Sayangnya, tujuan mulia ini teramat sulit dalam penerapannya. Ada sejumlah alasan. Pertama, daya tampung sekolah negeri yang sedikit. Untuk kota selevel DKI Jakarta saja, daya tampung yang tersedia berkisar 34 persen dari siswa yang mendaftar. Jadi, mau diotak-atik bagaimana pun, selalu akan terjadi ketidakpuasan calon siswa karena sebagian besar mereka memang tidak akan bisa masuk sekolah negeri.
Kenapa tidak menambah sekolah negeri? Gagasan ini terkesan sederhana, tapi akan berdampak besar buat dunia pendidikan, terutama sekolah swasta. Bukankah selama ini sekolah swasta sudah banyak berperan melengkapi tugas pemerintah di dunia pendidikan. Bahkan, sebagian sekolah swasta sudah memiliki mutu pendidikan yang melebihi sekolah negeri. Jadi, meski berbayar mahal, mutunya bisa dijamin.
Kedua, paradigma sekolah favorit di pihak siswa dan orang tua masih belum hilang. Hal ini karena kuatnya anggapan bahwa dengan melalui sekolah favorit itulah siswa akan mendapatkan jalan mulus untuk melanjutkan jenjang pendidikan berikutnya. Tidak heran jika banyak orang tua mampu yang mengalokasikan anggaran besar untuk pendidikan anaknya agar bisa diterima di sekolah favorit tersebut. Berapa pun biaya les, privat, dan sejenisnya akan dikeluarkan para orang tua ini demi bisa masuk sekolah favorit.
Dari sinilah seolah ada indikasi lain yang menunjukkan bahwa jangan-jangan yang disebut sekolah favorit bukan karena sekolahnya yang berkualitas. Melainkan, karena siswa-siswa yang bersekolah itu yang sudah memiliki bibit yang bagus, ditambah lagi dengan tambahan bimbel dan les dari luar sekolah.

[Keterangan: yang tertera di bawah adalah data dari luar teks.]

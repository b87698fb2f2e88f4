//! Schema violations in files on disk, for both encodings.

use anyhow::Result;
use serde_json::{json, Value};
use tactrace_core::io::read_trace_auto;
use tactrace_core::{ErrorKind, TraceError};
use tempfile::tempdir;

fn pv() -> Value {
    json!({
        "default": "x", "full_path": "x", "no_notations": "x",
        "low_level": "x", "default_pretty": "x", "references": []
    })
}

fn tactic_event(details: Value) -> Value {
    json!({
        "type": "Tactic",
        "goals_before": [], "goals_after": [],
        "kind": {"type": "Builtin", "s": "intro"},
        "tactic": pv(),
        "details": details
    })
}

/// A trace with one interactive declaration whose single step runs `event`.
fn with_event(event: Value) -> Value {
    json!({
        "sub_filenames": [],
        "declarations": [{
            "path": "Top.l",
            "type_": pv(),
            "kind": {
                "type": "Interactive",
                "outcome": {"type": "Proved"},
                "steps": [{
                    "goals_before": [], "goals_after": [],
                    "kind": {
                        "type": "Tactic",
                        "goal_selector": "1",
                        "tactic_raw": "intro.",
                        "tactic": pv(),
                        "event": event
                    }
                }]
            }
        }]
    })
}

/// Write `doc` as text and as CBOR; both must fail the same way.
fn rejected(doc: &Value) -> Vec<TraceError> {
    let dir = tempdir().unwrap();
    let text = dir.path().join("t.json");
    std::fs::write(&text, serde_json::to_vec_pretty(doc).unwrap()).unwrap();
    let bin = dir.path().join("t.pickle");
    let mut bytes = Vec::new();
    ciborium::ser::into_writer(doc, &mut bytes).unwrap();
    std::fs::write(&bin, bytes).unwrap();

    [text, bin]
        .iter()
        .map(|p| read_trace_auto(p).unwrap_err())
        .collect()
}

fn assert_invalid_at(doc: &Value, path: &str, needle: &str) {
    for err in rejected(doc) {
        assert_eq!(err.kind(), ErrorKind::Validation, "{err}");
        let v = err.validation().unwrap();
        assert_eq!(v.path.to_string(), path, "{err}");
        assert!(v.to_string().contains(needle), "{v} lacks {needle}");
    }
}

const STEP: &str = "$.declarations[0].kind.steps[0].kind";

#[test]
fn well_formed_document_is_accepted() -> Result<()> {
    let dir = tempdir()?;
    let p = dir.path().join("ok.json");
    let doc = with_event(tactic_event(json!({"type": "Message", "message": "m"})));
    std::fs::write(&p, serde_json::to_vec(&doc)?)?;
    let t = read_trace_auto(&p)?;
    assert_eq!(t.declarations.len(), 1);
    Ok(())
}

#[test]
fn unknown_event_tag() {
    let doc = with_event(tactic_event(json!({"type": "Bogus"})));
    assert_invalid_at(&doc, &format!("{STEP}.event.details"), "Bogus");
}

#[test]
fn missing_event_tag() {
    let doc = with_event(json!({"elements": []}));
    assert_invalid_at(&doc, &format!("{STEP}.event"), "type");
}

#[test]
fn extra_field_on_event() {
    let doc = with_event(json!({"type": "Message", "message": "m", "note": 1}));
    assert_invalid_at(&doc, &format!("{STEP}.event"), "note");
}

#[test]
fn missing_field_deep_in_a_sequence() {
    let doc = with_event(json!({
        "type": "Sequence",
        "elements": [
            {"type": "Message", "message": "ok"},
            tactic_event(json!({"type": "Message"}))
        ]
    }));
    assert_invalid_at(&doc, &format!("{STEP}.event.elements[1].details"), "message");
}

#[test]
fn no_scalar_coercion() {
    let doc = with_event(json!({"type": "Message", "message": 42}));
    assert_invalid_at(&doc, &format!("{STEP}.event.message"), "number");

    let doc = with_event(json!({"type": "Sequence", "elements": null}));
    assert_invalid_at(&doc, &format!("{STEP}.event.elements"), "null");
}

#[test]
fn hyp_definition_needs_value() {
    let mut doc = with_event(json!({"type": "Message", "message": "m"}));
    doc["declarations"][0]["kind"]["steps"][0]["goals_before"] = json!([{
        "hyps": [{"name": "h", "type_": pv(), "kind": {"type": "Definition"}}],
        "concl": pv()
    }]);
    assert_invalid_at(
        &doc,
        "$.declarations[0].kind.steps[0].goals_before[0].hyps[0].kind",
        "value",
    );
}

#[test]
fn unknown_outcome() {
    let mut doc = with_event(json!({"type": "Message", "message": "m"}));
    doc["declarations"][0]["kind"]["outcome"] = json!({"type": "Qed"});
    assert_invalid_at(&doc, "$.declarations[0].kind.outcome", "Qed");
}

#[test]
fn field_less_variant_rejects_extras() {
    let mut doc = with_event(json!({"type": "Message", "message": "m"}));
    doc["declarations"][0]["kind"]["steps"][0]["kind"] =
        json!({"type": "EndSubproof", "bullet": "-"});
    assert_invalid_at(&doc, STEP, "bullet");
}

#[test]
fn reference_without_path() {
    let mut doc = with_event(json!({"type": "Message", "message": "m"}));
    doc["declarations"][0]["type_"]["references"] = json!([{"type": "Ind"}]);
    assert_invalid_at(&doc, "$.declarations[0].type_.references[0]", "path");
}

#[test]
fn top_level_must_be_a_trace() {
    assert_invalid_at(&json!([]), "$", "object");
    assert_invalid_at(&json!({"declarations": []}), "$", "sub_filenames");
}

#[test]
fn malformed_text_is_a_decode_error() -> Result<()> {
    let dir = tempdir()?;
    let p = dir.path().join("broken.json");
    std::fs::write(&p, b"{\"sub_filenames\": [], \"declarations\": [")?;
    let err = read_trace_auto(&p).unwrap_err();
    assert_eq!(err.kind(), ErrorKind::Decode);
    assert!(err.validation().is_none());
    Ok(())
}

Ketiga, adanya kesenjangan biaya pendidikan yang besar antara sekolah negeri dan swasta. Untuk sekolah SMP swasta misalnya, pendaftaran saja bisa menelan biaya belasan juta rupiah. Belum lagi jika mendaftar di jenjang SMA. Biaya ini belum termasuk uang bulanan yang juga lumayan mahal. Sementara, sekolah negeri di semua jenjang tak memungut biaya sepeser pun alias gratis.
Kenyataan ini sepertinya belum menjadi perhatian serius pihak pemerintah. Bukankah biaya gratis itu diambil dari uang rakyat juga melalui APBN. Kenapa tidak dibuat ketentuan bahwa sekolah negeri dikhususkan untuk siswa yang memang benar-benar tidak mampu.

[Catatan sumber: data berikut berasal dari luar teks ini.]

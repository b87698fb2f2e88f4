//! Strict and lazy trace envelopes.

use serde::Serialize;

use crate::error::Result;
use crate::producer::Producer;
use crate::schema::Declaration;

/// Validated, fully materialized trace. This is what the codec encodes and
/// what the validator produces.
#[derive(Clone, Debug, Default, PartialEq, Eq, Hash, Serialize)]
pub struct TraceFile {
    /// Paths of further trace files, relative to this file's directory.
    pub sub_filenames: Vec<String>,
    /// Declarations recorded in this file.
    pub declarations: Vec<Declaration>,
}

impl TraceFile {
    /// Lazy view over this trace.
    #[must_use]
    pub fn into_lazy(self) -> Trace {
        self.into()
    }
}

/// Trace whose sequences are single-pass [`Producer`]s.
///
/// Produced by the loaders; in deep mode `declarations` reads referenced files
/// only as it is drained, and I/O or decode failures surface as `Err` items at
/// that point. Use [`Trace::force`] when the contents are needed more than
/// once.
#[derive(Debug, Default)]
pub struct Trace {
    /// Referenced file names (empty after a deep load).
    pub sub_filenames: Producer<String>,
    /// Declarations, possibly spanning several files.
    pub declarations: Producer<Declaration>,
}

impl Trace {
    /// Assemble a lazy trace from two producers.
    #[must_use]
    pub const fn new(sub_filenames: Producer<String>, declarations: Producer<Declaration>) -> Self {
        Self {
            sub_filenames,
            declarations,
        }
    }

    /// Drain both sequences (file names first) into a [`TraceFile`].
    ///
    /// Memory grows with the total declaration count; the first error aborts.
    pub fn force(self) -> Result<TraceFile> {
        Ok(TraceFile {
            sub_filenames: self.sub_filenames.collect::<Result<_>>()?,
            declarations: self.declarations.collect::<Result<_>>()?,
        })
    }
}

impl From<TraceFile> for Trace {
    fn from(t: TraceFile) -> Self {
        Self::new(
            Producer::from_vec(t.sub_filenames),
            Producer::from_vec(t.declarations),
        )
    }
}

/// Concatenate traces field by field, in order, without draining them.
///
/// Only the trace handles are collected; their contents stay lazy.
pub fn join_traces<I>(traces: I) -> Trace
where
    I: IntoIterator<Item = Trace>,
{
    let (subs, decls): (Vec<_>, Vec<_>) = traces
        .into_iter()
        .map(|t| (t.sub_filenames, t.declarations))
        .unzip();
    Trace::new(Producer::concat(subs), Producer::concat(decls))
}
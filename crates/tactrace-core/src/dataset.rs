//! Reference extraction for the example dataset generator.
//!
//! For an interactive declaration, collects the paths of every reference in
//! the interpreted `tactic` of each tactic step, in step order.

use crate::schema::{Declaration, DeclarationKind, Step, StepKind};

/// Reference paths used by one step (empty unless it is a tactic step).
#[must_use]
pub fn step_references(step: &Step) -> Vec<&str> {
    match &step.kind {
        StepKind::Tactic { tactic, .. } => tactic.references.iter().map(|r| r.path()).collect(),
        StepKind::StartSubproof | StepKind::EndSubproof | StepKind::Bullet { .. } => Vec::new(),
    }
}

/// Reference paths used by the tactic steps of `decl`, duplicates kept.
#[must_use]
pub fn tactic_references(decl: &Declaration) -> Vec<&str> {
    match &decl.kind {
        DeclarationKind::Interactive { steps, .. } => {
            steps.iter().flat_map(step_references).collect()
        }
        DeclarationKind::Inductive
        | DeclarationKind::Constructor { .. }
        | DeclarationKind::Assumption
        | DeclarationKind::Definition { .. } => Vec::new(),
    }
}

/// One dataset line: `path: ref1, ref2, ...`.
#[must_use]
pub fn dataset_line(decl: &Declaration) -> String {
    format!("{}: {}", decl.path, tactic_references(decl).join(", "))
}
//! Randomized traces survive every format, and flattening preserves order.

use proptest::prelude::*;
use tactrace_core::codec::{decode, encode, CodecOptions};
use tactrace_core::{
    Declaration, DeclarationKind, Event, Format, Goal, Hyp, HypKind, Outcome, PrintingVariants,
    Reference, Step, StepKind, TacticKind, TraceFile,
};

fn text() -> impl Strategy<Value = String> {
    prop_oneof![
        3 => "[a-zA-Z0-9_.]{0,12}",
        1 => any::<String>().prop_map(|s| s.chars().take(8).collect::<String>()),
    ]
}

fn reference() -> impl Strategy<Value = Reference> {
    prop_oneof![
        text().prop_map(|path| Reference::Const { path }),
        text().prop_map(|path| Reference::Ind { path }),
        (text(), text()).prop_map(|(ind_path, path)| Reference::Construct { ind_path, path }),
    ]
}

prop_compose! {
    fn printing()(
        s in text(),
        references in prop::collection::vec(reference(), 0..3),
    ) -> PrintingVariants {
        PrintingVariants {
            default: s.clone(),
            full_path: format!("M.{s}"),
            no_notations: s.clone(),
            low_level: format!("@{s}"),
            default_pretty: s,
            references,
        }
    }
}

fn hyp() -> impl Strategy<Value = Hyp> {
    let kind = prop_oneof![
        Just(HypKind::Assumption),
        printing().prop_map(|value| HypKind::Definition { value }),
    ];
    (text(), printing(), kind).prop_map(|(name, ty, kind)| Hyp { name, ty, kind })
}

fn goal() -> impl Strategy<Value = Goal> {
    (prop::collection::vec(hyp(), 0..3), printing()).prop_map(|(hyps, concl)| Goal { hyps, concl })
}

fn goals() -> impl Strategy<Value = Vec<Goal>> {
    prop::collection::vec(goal(), 0..2)
}

fn tactic_kind() -> impl Strategy<Value = TacticKind> {
    prop_oneof![
        text().prop_map(|s| TacticKind::Primitive { s }),
        text().prop_map(|s| TacticKind::Builtin { s }),
        text().prop_map(|s| TacticKind::Alias { s }),
        text().prop_map(|s| TacticKind::Ml { s }),
    ]
}

fn event() -> impl Strategy<Value = Event> {
    let leaf = text().prop_map(|message| Event::Message { message });
    leaf.prop_recursive(6, 32, 3, |inner| {
        prop_oneof![
            prop::collection::vec(inner.clone(), 0..3)
                .prop_map(|elements| Event::Sequence { elements }),
            (goals(), prop::collection::vec(inner.clone(), 0..3))
                .prop_map(|(goals_before, branches)| Event::Dispatch {
                    goals_before,
                    branches
                }),
            (goals(), goals(), tactic_kind(), printing(), inner).prop_map(
                |(goals_before, goals_after, kind, tactic, details)| Event::Tactic {
                    goals_before,
                    goals_after,
                    kind,
                    tactic,
                    details: Box::new(details),
                }
            ),
        ]
    })
}

fn step() -> impl Strategy<Value = Step> {
    let kind = prop_oneof![
        (text(), text(), printing(), event()).prop_map(
            |(goal_selector, tactic_raw, tactic, event)| StepKind::Tactic {
                goal_selector,
                tactic_raw,
                tactic,
                event,
            }
        ),
        Just(StepKind::StartSubproof),
        Just(StepKind::EndSubproof),
        "[-+*]{1,3}".prop_map(|bullet| StepKind::Bullet { bullet }),
    ];
    (goals(), goals(), kind).prop_map(|(goals_before, goals_after, kind)| Step {
        goals_before,
        goals_after,
        kind,
    })
}

fn outcome() -> impl Strategy<Value = Outcome> {
    prop_oneof![
        Just(Outcome::Admitted),
        Just(Outcome::Proved),
        Just(Outcome::Exact),
        Just(Outcome::Abort),
        Just(Outcome::Fail),
    ]
}

fn declaration() -> impl Strategy<Value = Declaration> {
    let kind = prop_oneof![
        Just(DeclarationKind::Inductive),
        text().prop_map(|ind_path| DeclarationKind::Constructor { ind_path }),
        Just(DeclarationKind::Assumption),
        (printing(), prop::collection::vec(printing(), 0..3))
            .prop_map(|(value, equations)| DeclarationKind::Definition { value, equations }),
        (prop::collection::vec(step(), 0..3), outcome())
            .prop_map(|(steps, outcome)| DeclarationKind::Interactive { steps, outcome }),
    ];
    (text(), printing(), kind).prop_map(|(path, ty, kind)| Declaration { path, ty, kind })
}

prop_compose! {
    fn trace_file()(
        sub_filenames in prop::collection::vec(text(), 0..3),
        declarations in prop::collection::vec(declaration(), 0..4),
    ) -> TraceFile {
        TraceFile { sub_filenames, declarations }
    }
}

proptest! {
    #![proptest_config(ProptestConfig {
        cases: 64,
        .. ProptestConfig::default()
    })]

    #[test]
    fn encode_then_decode_is_identity(t in trace_file()) {
        let opts = CodecOptions::default();
        for f in [Format::TEXT, Format::TEXT_ZST, Format::BINARY, Format::BINARY_ZST] {
            let bytes = encode(&t, f, &opts).unwrap();
            prop_assert_eq!(&decode(&bytes, f, &opts).unwrap(), &t, "format {}", f);
        }
    }

    #[test]
    fn streamed_text_equals_eager_text(t in trace_file()) {
        let opts = CodecOptions::default();
        let eager = encode(&t, Format::TEXT, &opts).unwrap();
        let mut streamed = Vec::new();
        tactrace_core::codec::write_trace(&mut streamed, t.into_lazy(), Format::TEXT, &opts)
            .unwrap();
        prop_assert_eq!(eager, streamed);
    }

    #[test]
    fn join_preserves_order(parts in prop::collection::vec(trace_file(), 0..4)) {
        let expected: Vec<_> = parts.iter().flat_map(|t| t.declarations.clone()).collect();
        let joined = tactrace_core::join_traces(parts.into_iter().map(TraceFile::into_lazy))
            .force()
            .unwrap();
        prop_assert_eq!(joined.declarations, expected);
    }
}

Ijtihad inilah yang boleh jadi akhirnya diambil Pemprov DKI untuk memprioritaskan usia calon peserta didik. Hal ini karena kuat kemungkinan bahwa mereka yang tidak bersekolah meski berusia wajib sekolah lebih karena alasan kemampuan biaya. Tercatat bahwa angka itu cukup memprihatinkan di DKI Jakarta: 40 persen siswa usia SMA tidak sekolah meski usianya sudah wajib bersekolah.

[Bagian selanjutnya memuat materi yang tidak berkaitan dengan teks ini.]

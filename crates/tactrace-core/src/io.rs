//! File-level load/save with suffix-based format detection and deep loading.
//!
//! - [`load`] reads one file (or, with `deep`, a whole reference graph).
//! - [`load_deep`] flattens `sub_filenames` lazily: referenced files are
//!   opened only when the returned declaration producer reaches them.
//! - [`save`] writes any lazy trace; binary targets force it first, text
//!   targets stream it.
//!
//! File handles live only for the duration of one read or write.

use std::fmt;
use std::fs::{self, File};
use std::io::{self, BufReader, BufWriter, Read};
use std::path::{Path, PathBuf};
use std::sync::Arc;

use tracing::{debug, trace, warn};

use crate::codec::{self, CodecOptions};
use crate::error::{Result, TraceError};
use crate::format::Format;
use crate::producer::Producer;
use crate::trace::{Trace, TraceFile};

/// Byte count at which progress is reported (plus once at end of file).
pub const PROGRESS_STEP: u64 = 1 << 20;

/// Read progress for one file.
#[derive(Clone, Debug, PartialEq, Eq)]
pub struct ReadProgress {
    /// File being read.
    pub path: PathBuf,
    /// Raw bytes read from disk so far.
    pub bytes_read: u64,
    /// File size, when known.
    pub total: Option<u64>,
    /// Set on the final report for this file.
    pub done: bool,
}

/// Progress callback. It observes reads and cannot influence them.
pub type ProgressFn = Arc<dyn Fn(&ReadProgress) + Send + Sync>;

/// Options for [`load`].
#[derive(Clone, Default)]
pub struct LoadOptions {
    /// Flatten `sub_filenames` recursively.
    pub deep: bool,
    /// Codec tuning applied to every file read.
    pub codec: CodecOptions,
    /// Optional read-progress side channel.
    pub progress: Option<ProgressFn>,
}

impl LoadOptions {
    /// Options for a deep load with default codec settings.
    #[must_use]
    pub fn deep() -> Self {
        Self {
            deep: true,
            ..Self::default()
        }
    }

    /// Attach a progress callback.
    #[must_use]
    pub fn with_progress(mut self, f: impl Fn(&ReadProgress) + Send + Sync + 'static) -> Self {
        self.progress = Some(Arc::new(f));
        self
    }
}

impl fmt::Debug for LoadOptions {
    fn fmt(&self, f: &mut fmt::Formatter<'_>) -> fmt::Result {
        f.debug_struct("LoadOptions")
            .field("deep", &self.deep)
            .field("codec", &self.codec)
            .field("progress", &self.progress.is_some())
            .finish()
    }
}

/// Options for [`save`].
#[derive(Clone, Copy, Debug, Default, PartialEq, Eq)]
pub struct SaveOptions {
    /// Codec tuning for the write.
    pub codec: CodecOptions,
}

/* ---------------- Load ---------------- */

/// Load a trace file; with `opts.deep`, flatten its references as in
/// [`load_deep`].
pub fn load<P: AsRef<Path>>(path: P, opts: &LoadOptions) -> Result<Trace> {
    if opts.deep {
        load_deep(path, opts)
    } else {
        read_trace_file(path.as_ref(), opts).map(Trace::from)
    }
}

/// Load a trace and every file it references, transitively, as one flat trace.
///
/// `path` itself is read and validated before returning. The result has no
/// `sub_filenames`; its declarations are this file's own, followed by each
/// referenced file's (deep) declarations in reference order. Referenced paths
/// are resolved against the directory of the referencing file.
///
/// Referenced files are opened lazily while the declarations are drained, so
/// a missing or invalid sub-file is reported as an `Err` item at that point.
/// Reference cycles are not detected and must be avoided by the caller.
pub fn load_deep<P: AsRef<Path>>(path: P, opts: &LoadOptions) -> Result<Trace> {
    let path = path.as_ref();
    let TraceFile {
        sub_filenames,
        declarations,
    } = read_trace_file(path, opts)?;

    let dir = path.parent().map(Path::to_path_buf).unwrap_or_default();
    let opts = opts.clone();
    let referenced = sub_filenames.into_iter().map(move |name| {
        let sub_path = dir.join(name);
        let opts = opts.clone();
        Producer::deferred(move || {
            trace!(path = %sub_path.display(), "descending into referenced trace");
            load_deep(&sub_path, &opts).map(|t| t.declarations)
        })
    });

    let declarations =
        Producer::concat(std::iter::once(Producer::from_vec(declarations)).chain(referenced));
    Ok(Trace::new(Producer::empty(), declarations))
}

/// Read and validate a single file into a [`TraceFile`] (no flattening).
pub fn read_trace_file(path: &Path, opts: &LoadOptions) -> Result<TraceFile> {
    let format = Format::from_path(path)?;
    let file = File::open(path).map_err(|e| TraceError::from_io(path, e))?;
    let total = file.metadata().ok().map(|m| m.len());
    debug!(path = %path.display(), %format, bytes = ?total, "loading trace");

    let rdr = BufReader::new(ProgressReader::new(file, path, total, opts.progress.clone()));
    let tf = codec::decode_reader(rdr, format, &opts.codec).map_err(|e| e.in_file(path))?;

    debug!(
        path = %path.display(),
        declarations = tf.declarations.len(),
        sub_filenames = tf.sub_filenames.len(),
        "loaded trace"
    );
    Ok(tf)
}

/// Auto-detecting strict read with default options.
pub fn read_trace_auto<P: AsRef<Path>>(path: P) -> Result<TraceFile> {
    read_trace_file(path.as_ref(), &LoadOptions::default())
}

/* ---------------- Save ---------------- */

/// Write `trace` to `path` in the format implied by its suffix.
///
/// Consumes the trace. On failure the partially written file is removed.
pub fn save<P: AsRef<Path>>(path: P, trace: Trace, opts: &SaveOptions) -> Result<()> {
    let path = path.as_ref();
    let format = Format::from_path(path)?;
    write_file(path, format, |w| codec::write_trace(w, trace, format, &opts.codec))
}

/// Auto-detecting write of a materialized trace with default options.
pub fn write_trace_auto<P: AsRef<Path>>(path: P, trace: &TraceFile) -> Result<()> {
    let path = path.as_ref();
    let format = Format::from_path(path)?;
    write_file(path, format, |w| {
        codec::write_trace_file(w, trace, format, &CodecOptions::default())
    })
}

fn write_file(
    path: &Path,
    format: Format,
    body: impl FnOnce(&mut BufWriter<File>) -> Result<()>,
) -> Result<()> {
    ensure_parent_dir(path)?;
    let file = File::create(path).map_err(|e| TraceError::from_io(path, e))?;
    debug!(path = %path.display(), %format, "saving trace");

    let mut w = BufWriter::new(file);
    let res = body(&mut w);
    drop(w);

    if let Err(e) = res {
        warn!(path = %path.display(), error = %e, "save failed; removing partial output");
        let _ = fs::remove_file(path);
        return Err(e.in_file(path));
    }
    Ok(())
}

/// Ensure the parent directory for a file exists (no-op if none).
fn ensure_parent_dir(path: &Path) -> Result<()> {
    if let Some(dir) = path.parent() {
        if !dir.as_os_str().is_empty() {
            fs::create_dir_all(dir).map_err(|e| TraceError::from_io(dir, e))?;
        }
    }
    Ok(())
}

/* ---------------- Progress ---------------- */

/// Counts raw bytes and reports them every [`PROGRESS_STEP`] bytes and once
/// more when the file is finished (EOF or drop, whichever comes first).
struct ProgressReader<R> {
    inner: R,
    report: Option<(ProgressFn, ReadProgress)>,
    next_report: u64,
}

impl<R> ProgressReader<R> {
    fn new(inner: R, path: &Path, total: Option<u64>, progress: Option<ProgressFn>) -> Self {
        let report = progress.map(|f| {
            let state = ReadProgress {
                path: path.to_path_buf(),
                bytes_read: 0,
                total,
                done: false,
            };
            (f, state)
        });
        Self {
            inner,
            report,
            next_report: PROGRESS_STEP,
        }
    }
}

impl<R: Read> Read for ProgressReader<R> {
    fn read(&mut self, buf: &mut [u8]) -> io::Result<usize> {
        let n = self.inner.read(buf)?;
        if let Some((f, state)) = self.report.as_mut() {
            if state.done {
                return Ok(n);
            }
            state.bytes_read += n as u64;
            if n == 0 {
                state.done = true;
                f(&*state);
            } else if state.bytes_read >= self.next_report {
                f(&*state);
                while self.next_report <= state.bytes_read {
                    self.next_report += PROGRESS_STEP;
                }
            }
        }
        Ok(n)
    }
}

/// Emits the final report if the decoder stopped before end of file.
impl<R> Drop for ProgressReader<R> {
    fn drop(&mut self) {
        if let Some((f, state)) = self.report.as_mut() {
            if !state.done {
                state.done = true;
                f(&*state);
            }
        }
    }
}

Selama ini, Peraturan Menteri yang mendasari sistem zonasi itu lebih mengedepankan soal jarak dari yang lain. Kalau pun ada kriteria afirmatif atau karena tidak mampu, prosentasinya kecil berkisar 15 persen.
Jika tujuan pendidikan idealnya untuk mencerdaskan kehidupan bangsa, kenapa tidak dinyatakan saja bahwa sekolah negeri yang dibiayai uang rakyat dikhususkan untuk siswa miskin. Dengan begitu, anak-anak yang berasal dari keluarga tidak mampu memiliki kesempatan yang sama untuk menjadi orang cerdas dan terdidik. Kalau masih ada kuota sisa, baru menerapkan sistem zonasi.
Dengan begitu, bisa diyakini, tidak ada lagi cerita berebut sekolah gratis. Karena merebut hak orang miskin jauh lebih miskin dari orang miskin. (Mh)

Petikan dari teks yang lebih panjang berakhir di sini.